Problem to solve — From the entries below, reproduce exactly the line containing "pub fn from_toml_str(content: &str)", the line containing "the workflow identifier", and every line in between, with nothing added.

Stored data —
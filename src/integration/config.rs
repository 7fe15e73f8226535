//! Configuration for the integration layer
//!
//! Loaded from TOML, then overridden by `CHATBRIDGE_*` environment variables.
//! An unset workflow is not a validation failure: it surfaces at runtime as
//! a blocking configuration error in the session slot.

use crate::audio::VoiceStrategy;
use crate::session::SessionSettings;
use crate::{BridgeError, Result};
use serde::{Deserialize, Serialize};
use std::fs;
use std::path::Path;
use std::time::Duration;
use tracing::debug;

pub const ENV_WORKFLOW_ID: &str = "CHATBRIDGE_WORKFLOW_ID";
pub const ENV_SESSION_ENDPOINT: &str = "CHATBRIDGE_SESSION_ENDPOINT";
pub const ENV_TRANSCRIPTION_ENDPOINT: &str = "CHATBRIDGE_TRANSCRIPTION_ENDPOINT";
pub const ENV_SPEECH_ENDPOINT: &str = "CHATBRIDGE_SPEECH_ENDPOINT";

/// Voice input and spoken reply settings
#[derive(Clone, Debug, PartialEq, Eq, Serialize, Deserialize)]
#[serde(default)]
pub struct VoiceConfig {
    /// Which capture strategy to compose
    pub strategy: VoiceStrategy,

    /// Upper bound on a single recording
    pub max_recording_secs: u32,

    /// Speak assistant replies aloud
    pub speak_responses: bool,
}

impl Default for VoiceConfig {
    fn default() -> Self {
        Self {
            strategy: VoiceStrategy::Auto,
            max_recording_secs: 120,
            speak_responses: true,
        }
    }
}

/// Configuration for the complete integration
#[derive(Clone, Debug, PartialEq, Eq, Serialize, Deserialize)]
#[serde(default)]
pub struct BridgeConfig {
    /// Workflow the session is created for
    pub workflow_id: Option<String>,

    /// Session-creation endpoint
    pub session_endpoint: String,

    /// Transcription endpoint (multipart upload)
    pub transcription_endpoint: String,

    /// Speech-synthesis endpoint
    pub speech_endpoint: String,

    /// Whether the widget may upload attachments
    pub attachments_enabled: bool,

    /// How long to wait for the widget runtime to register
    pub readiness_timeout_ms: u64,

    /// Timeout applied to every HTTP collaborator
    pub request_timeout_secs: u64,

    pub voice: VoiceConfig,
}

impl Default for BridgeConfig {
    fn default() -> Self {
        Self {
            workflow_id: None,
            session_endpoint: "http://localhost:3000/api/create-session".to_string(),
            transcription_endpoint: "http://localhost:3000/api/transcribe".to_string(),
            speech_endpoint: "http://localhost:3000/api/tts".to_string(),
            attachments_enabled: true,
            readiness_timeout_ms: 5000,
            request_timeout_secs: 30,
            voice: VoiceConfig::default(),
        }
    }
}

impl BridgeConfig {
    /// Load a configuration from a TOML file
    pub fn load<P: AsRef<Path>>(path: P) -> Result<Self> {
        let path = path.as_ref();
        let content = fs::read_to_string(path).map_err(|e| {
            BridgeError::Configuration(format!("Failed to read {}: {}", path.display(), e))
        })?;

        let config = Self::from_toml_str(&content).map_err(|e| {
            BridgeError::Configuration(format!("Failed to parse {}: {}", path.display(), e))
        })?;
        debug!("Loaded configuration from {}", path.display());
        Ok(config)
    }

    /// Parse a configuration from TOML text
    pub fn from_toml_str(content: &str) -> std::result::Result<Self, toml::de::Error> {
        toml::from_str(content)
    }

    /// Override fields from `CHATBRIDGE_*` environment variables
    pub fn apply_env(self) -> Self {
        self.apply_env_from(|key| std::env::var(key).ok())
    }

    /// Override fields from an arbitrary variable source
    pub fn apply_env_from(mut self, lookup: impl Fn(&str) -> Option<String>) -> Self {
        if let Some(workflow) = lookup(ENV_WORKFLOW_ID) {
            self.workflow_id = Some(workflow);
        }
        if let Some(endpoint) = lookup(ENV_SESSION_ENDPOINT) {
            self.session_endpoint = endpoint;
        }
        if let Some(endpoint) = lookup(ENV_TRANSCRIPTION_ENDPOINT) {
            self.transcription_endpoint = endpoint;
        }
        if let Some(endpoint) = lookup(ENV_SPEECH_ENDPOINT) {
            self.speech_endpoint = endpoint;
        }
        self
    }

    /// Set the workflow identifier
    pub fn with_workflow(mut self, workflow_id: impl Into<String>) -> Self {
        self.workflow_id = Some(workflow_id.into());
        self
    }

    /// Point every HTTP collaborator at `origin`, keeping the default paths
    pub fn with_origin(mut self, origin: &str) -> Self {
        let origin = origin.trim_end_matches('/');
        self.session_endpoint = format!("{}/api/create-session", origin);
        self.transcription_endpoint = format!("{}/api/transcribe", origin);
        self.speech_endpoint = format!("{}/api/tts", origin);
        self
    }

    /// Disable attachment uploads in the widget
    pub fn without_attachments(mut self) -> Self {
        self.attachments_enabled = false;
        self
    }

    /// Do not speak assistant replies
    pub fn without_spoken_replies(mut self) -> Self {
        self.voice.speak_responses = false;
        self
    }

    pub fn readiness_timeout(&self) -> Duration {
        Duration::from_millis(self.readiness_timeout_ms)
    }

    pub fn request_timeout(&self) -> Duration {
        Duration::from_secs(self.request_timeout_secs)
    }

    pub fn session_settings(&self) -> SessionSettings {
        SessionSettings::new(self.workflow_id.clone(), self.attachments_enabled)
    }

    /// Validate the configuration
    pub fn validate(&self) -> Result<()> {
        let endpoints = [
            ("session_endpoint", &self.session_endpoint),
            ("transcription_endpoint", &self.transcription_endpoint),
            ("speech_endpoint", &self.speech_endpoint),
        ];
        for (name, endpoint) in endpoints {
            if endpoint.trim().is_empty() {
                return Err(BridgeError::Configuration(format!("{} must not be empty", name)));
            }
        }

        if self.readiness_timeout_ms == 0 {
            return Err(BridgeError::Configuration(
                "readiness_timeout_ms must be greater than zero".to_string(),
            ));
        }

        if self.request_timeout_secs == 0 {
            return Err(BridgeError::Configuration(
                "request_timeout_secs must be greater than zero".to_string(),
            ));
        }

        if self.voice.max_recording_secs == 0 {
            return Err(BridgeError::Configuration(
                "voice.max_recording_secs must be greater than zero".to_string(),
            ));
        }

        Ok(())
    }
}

Problem solution —
    pub fn from_toml_str(content: &str) -> std::result::Result<Self, toml::de::Error> {
        toml::from_str(content)
    }

    /// Override fields from `CHATBRIDGE_*` environment variables
    pub fn apply_env(self) -> Self {
        self.apply_env_from(|key| std::env::var(key).ok())
    }

    /// Override fields from an arbitrary variable source
    pub fn apply_env_from(mut self, lookup: impl Fn(&str) -> Option<String>) -> Self {
        if let Some(workflow) = lookup(ENV_WORKFLOW_ID) {
            self.workflow_id = Some(workflow);
        }
        if let Some(endpoint) = lookup(ENV_SESSION_ENDPOINT) {
            self.session_endpoint = endpoint;
        }
        if let Some(endpoint) = lookup(ENV_TRANSCRIPTION_ENDPOINT) {
            self.transcription_endpoint = endpoint;
        }
        if let Some(endpoint) = lookup(ENV_SPEECH_ENDPOINT) {
            self.speech_endpoint = endpoint;
        }
        self
    }

    /// Set the workflow identifier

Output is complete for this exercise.